# Tutorial 4: Flux Library: Convolutional Networks, Example Layers

In this tutorial we will cover the following
 - What is a Convolutional Neural Network (See Hinton 2015)
 - Data sources for CNN Networks, using [MLDatasets](https://github.com/JuliaML/MLDatasets.jl) to load MINST
 - A look at [Convolution Layers, and their arguments](https://github.com/FluxML/Flux.jl/blob/master/src/layers/conv.jl#L35)
 - ConvLayers: adding, stride, width/height, activation, Determining what padding=”same” would be
 - Convolutional Layers as dimensional manipulation
 - [Inverse Convolutional Networks](https://github.com/FluxML/Flux.jl/blob/master/src/layers/conv.jl#L71), possibly with VAE
 - Putting it all together with [MINST Classifier](https://github.com/FluxML/model-zoo/blob/master/vision/mnist/conv.jl) and [VAE w/ Conv/Deconv](https://github.com/FluxML/model-zoo/blob/master/vision/mnist/vae.jl)

# Load Flux
We are just going Flux

In [None]:
using Flux
using MLDatasets
using Test

# What is a Convolutional Neural Network (See Hinton 2015)
A convolutional neural network is a network that uses convolutional transformations
as part of the neural network, and are used for both classification and generative tasks.
The recent revolution in Convolutional Neural Networks was spawned in the Hinton lab, by applying
a CNN to outperfom alternative approaches on ImageNet.
[Krizhevsky 2012 paper on ImageNet (from Hinton's Lab)](https://papers.nips.cc/paper/4824-imagenet-classification-with-deep-convolutional-neural-networks.pdf)

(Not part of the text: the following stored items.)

use serde::Serialize;

// ---------------------------------------------------------------------------
// Roles and their keyword priority table
// ---------------------------------------------------------------------------

/// One of the seven semantic fields looked for among arbitrary columns.
#[derive(Debug, Clone, Copy, PartialEq, Eq)]
pub enum Role {
    Date,
    Title,
    Intro,
    Tags,
    KeyInformation,
    Relevance,
    Links,
}

impl Role {
    pub const ALL: [Role; 7] = [
        Role::Date,
        Role::Title,
        Role::Intro,
        Role::Tags,
        Role::KeyInformation,
        Role::Relevance,
        Role::Links,
    ];

    /// Candidate keywords, highest priority first.
    pub fn keywords(self) -> &'static [&'static str] {
        match self {
            Role::Date => &["date", "published", "updated"],
            Role::Title => &["headline", "title"],
            Role::Intro => &["intro", "introduction", "summary", "dek"],
            Role::Tags => &["tag", "topic", "topics", "category", "categories", "label"],
            Role::KeyInformation => &[
                "key information",
                "key info",
                "details",
                "body",
                "story",
                "content",
            ],
            Role::Relevance => &["relevance", "why it matters", "impact"],
            Role::Links => &["link", "links", "url", "source"],
        }
    }

    pub fn as_str(self) -> &'static str {
        match self {
            Role::Date => "date",
            Role::Title => "title",
            Role::Intro => "intro",
            Role::Tags => "tags",
            Role::KeyInformation => "key_information",
            Role::Relevance => "relevance",
            Role::Links => "links",
        }
    }
}

// ---------------------------------------------------------------------------
// Schema – role → column name
// ---------------------------------------------------------------------------

/// Which column (if any) plays each role for the loaded table.
#[derive(Debug, Clone, Default, PartialEq, Eq, Serialize)]
pub struct Schema {
    pub date: Option<String>,
    pub title: Option<String>,
    pub intro: Option<String>,
    pub tags: Option<String>,
    pub key_information: Option<String>,
    pub relevance: Option<String>,
    pub links: Option<String>,
}

impl Schema {
    pub fn column(&self, role: Role) -> Option<&str> {
        let slot = match role {
            Role::Date => &self.date,
            Role::Title => &self.title,
            Role::Intro => &self.intro,
            Role::Tags => &self.tags,
            Role::KeyInformation => &self.key_information,
            Role::Relevance => &self.relevance,
            Role::Links => &self.links,
        };
        slot.as_deref()
    }

    fn slot_mut(&mut self, role: Role) -> &mut Option<String> {
        match role {
            Role::Date => &mut self.date,
            Role::Title => &mut self.title,
            Role::Intro => &mut self.intro,
            Role::Tags => &mut self.tags,
            Role::KeyInformation => &mut self.key_information,
            Role::Relevance => &mut self.relevance,
            Role::Links => &mut self.links,
        }
    }
}

/// First column whose lower-cased name contains one of `keywords`, trying
/// keywords in priority order and columns in table order.
pub fn find_column<'a>(columns: &'a [String], keywords: &[&str]) -> Option<&'a str> {
    let lowered: Vec<String> = columns.iter().map(|c| c.to_lowercase()).collect();
    keywords.iter().find_map(|kw| {
        lowered
            .iter()
            .position(|col| col.contains(kw))
            .map(|i| columns[i].as_str())
    })
}

/// Guess the role of each column from its name.
pub fn detect_schema(columns: &[String]) -> Schema {
    let mut schema = Schema::default();
    for role in Role::ALL {
        let found = find_column(columns, role.keywords());
        match found {
            Some(col) => log::debug!("role '{}' → column '{col}'", role.as_str()),
            None => log::debug!("role '{}' unmapped", role.as_str()),
        }
        *schema.slot_mut(role) = found.map(str::to_string);
    }
    schema
}
//! Desktop dashboard for browsing a table of news stories: load a CSV,
//! workbook, JSON or Parquet file, let the column roles be guessed from their
//! names, filter by date, tag and keyword, and export what is left as CSV.

pub mod app;
pub mod color;
pub mod data;
pub mod state;
pub mod ui;
use eframe::egui::{self, Color32, RichText, ScrollArea, Ui};
use egui_extras::DatePickerButton;

use crate::data::export::DEFAULT_EXPORT_NAME;
use crate::data::loader::Source;
use crate::state::{AppState, StatusMessage};

// ---------------------------------------------------------------------------
// Left side panel – filter widgets
// ---------------------------------------------------------------------------

/// Render the left filter panel.
pub fn side_panel(ui: &mut Ui, state: &mut AppState) {
    ui.heading("Filters");
    ui.separator();

    let session = match &state.session {
        Some(s) => s,
        None => {
            ui.label("Load data to begin.");
            return;
        }
    };

    // Clone what we need so we can mutate state below.
    let has_date = session.schema.date.is_some();
    let date_span = session.date_span;
    let has_tags = session.schema.tags.is_some();
    let vocabulary: Vec<String> = session.vocabulary.iter().cloned().collect();
    let palette = session.tag_palette.clone();
    let workbook = match &session.source {
        Source::Workbook { sheet, sheets, .. } => Some((sheet.clone(), sheets.clone())),
        _ => None,
    };

    ScrollArea::vertical()
        .auto_shrink([false, false])
        .show(ui, |ui: &mut Ui| {
            // ---- Worksheet selector ----
            if let Some((current, sheets)) = workbook {
                ui.strong("Worksheet");
                let mut picked: Option<String> = None;
                egui::ComboBox::from_id_salt("sheet_select")
                    .selected_text(&current)
                    .show_ui(ui, |ui: &mut Ui| {
                        for name in &sheets {
                            if ui.selectable_label(*name == current, name).clicked() {
                                picked = Some(name.clone());
                            }
                        }
                    });
                if let Some(name) = picked.filter(|n| *n != current) {
                    state.select_sheet(&name);
                }
                ui.separator();
            }

            // ---- Date range ----
            if has_date {
                ui.strong("Date range");
                match (date_span, state.criteria.date_range) {
                    (Some((lo, hi)), Some((mut start, mut end))) => {
                        let mut changed = false;
                        ui.horizontal(|ui: &mut Ui| {
                            ui.label("From");
                            changed |= ui
                                .add(DatePickerButton::new(&mut start).id_salt("date_start"))
                                .changed();
                        });
                        ui.horizontal(|ui: &mut Ui| {
                            ui.label("To");
                            changed |= ui
                                .add(DatePickerButton::new(&mut end).id_salt("date_end"))
                                .changed();
                        });
                        // Picks outside the table's span are clamped back into it.
                        if changed {
                            state.set_date_range(start, end);
                        }
                        if ui.small_button("Reset").clicked() {
                            state.set_date_range(lo, hi);
                        }
                    }
                    _ => {
                        ui.label(
                            RichText::new(
                                "No valid dates detected in the date column. Date filter disabled.",
                            )
                            .weak(),
                        );
                    }
                }
                ui.separator();
            }

            // ---- Tags ----
            if has_tags {
                let header_text = format!(
                    "Topics / Tags  ({}/{})",
                    state.criteria.tags.len(),
                    vocabulary.len()
                );
                egui::CollapsingHeader::new(RichText::new(header_text).strong())
                    .id_salt("tag_filter")
                    .default_open(true)
                    .show(ui, |ui: &mut Ui| {
                        if ui.small_button("Clear").clicked() {
                            state.clear_tags();
                        }
                        for tag in &vocabulary {
                            let mut checked = state.criteria.tags.contains(tag);
                            let text = RichText::new(tag).color(palette.color_for(tag));
                            if ui.checkbox(&mut checked, text).changed() {
                                state.toggle_tag(tag);
                            }
                        }
                    });
                ui.separator();
            }

            // ---- Keyword search ----
            ui.strong("Search keywords");
            let mut query = state.criteria.search.clone();
            if ui.text_edit_singleline(&mut query).changed() {
                state.set_search(&query);
            }
        });
}

// ---------------------------------------------------------------------------
// Top bar
// ---------------------------------------------------------------------------

/// Render the top menu / toolbar.
pub fn top_bar(ui: &mut Ui, state: &mut AppState) {
    egui::menu::bar(ui, |ui: &mut Ui| {
        ui.menu_button("File", |ui: &mut Ui| {
            if ui.button("Open…").clicked() {
                open_file_dialog(state);
                ui.close_menu();
            }
            if ui.button("Load sample data").clicked() {
                state.load_sample();
                ui.close_menu();
            }
            ui.separator();
            let can_export = state.session.is_some();
            if ui
                .add_enabled(can_export, egui::Button::new("Download filtered results (CSV)…"))
                .clicked()
            {
                export_dialog(state);
                ui.close_menu();
            }
        });

        ui.separator();

        if let Some(summary) = state.summary() {
            ui.label(summary);
        }
    });
}

// ---------------------------------------------------------------------------
// Status bar
// ---------------------------------------------------------------------------

pub fn status_bar(ui: &mut Ui, state: &mut AppState) {
    let mut dismiss = false;
    ui.horizontal(|ui: &mut Ui| {
        match &state.status_message {
            Some(StatusMessage::Info(msg)) => {
                ui.label(RichText::new(msg).color(Color32::from_rgb(60, 160, 90)));
            }
            Some(StatusMessage::Error(msg)) => {
                ui.label(RichText::new(msg).color(Color32::RED));
            }
            None => {}
        }
        if ui.small_button("✕").clicked() {
            dismiss = true;
        }
    });
    if dismiss {
        state.status_message = None;
    }
}

// ---------------------------------------------------------------------------
// File dialogs
// ---------------------------------------------------------------------------

pub fn open_file_dialog(state: &mut AppState) {
    let file = rfd::FileDialog::new()
        .set_title("Open stories")
        .add_filter(
            "Supported files",
            &["csv", "xlsx", "xlsm", "xls", "ods", "json", "parquet", "pq"],
        )
        .add_filter("CSV", &["csv"])
        .add_filter("Spreadsheet", &["xlsx", "xlsm", "xls", "ods"])
        .add_filter("JSON", &["json"])
        .add_filter("Parquet", &["parquet", "pq"])
        .pick_file();

    if let Some(path) = file {
        state.load_path(&path);
    }
}

pub fn export_dialog(state: &mut AppState) {
    let file = rfd::FileDialog::new()
        .set_title("Download filtered results")
        .add_filter("CSV", &["csv"])
        .set_file_name(DEFAULT_EXPORT_NAME)
        .save_file();

    if let Some(path) = file {
        state.export_to(&path);
    }
}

# Data Sources for Convolution Neural Networks
We are going to use ImageNet, which is available from MLDatasets

In [None]:
test_x, test_y = MNIST.testdata()
train_x, train_y = MNIST.traindata()

train_x_size = (0,) # fix me!
train_y_size = (0,); # fix me !
@test size(train_x) == train_x_size
@test size(train_y) == train_y_size

# Reshaping to WHCN Format
For our MINST dataset, we will want to work with image data that fits
in the following, standardized dimensions (W, H, C, N).
where W is width in pixels, H is width in Pixels, C is number of channels, and N is number of samples.
The Type of the array should be Array{Float, 4}
This koan asks you to sample 100 images from MINST and convert then to WHCN format.

In [None]:
N = 100
x_train_whcn = train_x
X = reshape(float.(train_x[:,:,1:N]), 28, 28, 1, N)
y = train_y # Fix me !
@test size(X) == (28,28,1,100)
@test size(y) == (100,)

# Finding the output dimensions of a Conv Layers
Given the convolution, find the output dimension after applying it to MINST

In [None]:
layer = Conv((1, 1), 1 => 32, relu, stride = (1, 1))
output_dims = (0,) # Modify me!
@test size(layer(X)) == output_dims

# Inspecting Conv Weights
We can directly access the weights used by conv, using the accessor, `weight`
For the follow example, determine what the dimensions of the Conv.weights would be!

In [None]:
conv_weights = Conv((3,4), 1 => 16).weight
conv_weights_dim = (0,0,0,0) # modify me!
conv_weights_dim = (3,4,1,16)
@test size(conv_weights) == conv_weights_dim

# Find the Convolution that fits a shape
We want to transform our 100 images of MINST such that
our W/H is 27, and our number of channels is 42. What is a layer that will acccomplish this?

In [None]:
layer = Conv((1,1), 1=> 42, identity)
@test size(layer(X)) == (27, 27, 42, size(X,4))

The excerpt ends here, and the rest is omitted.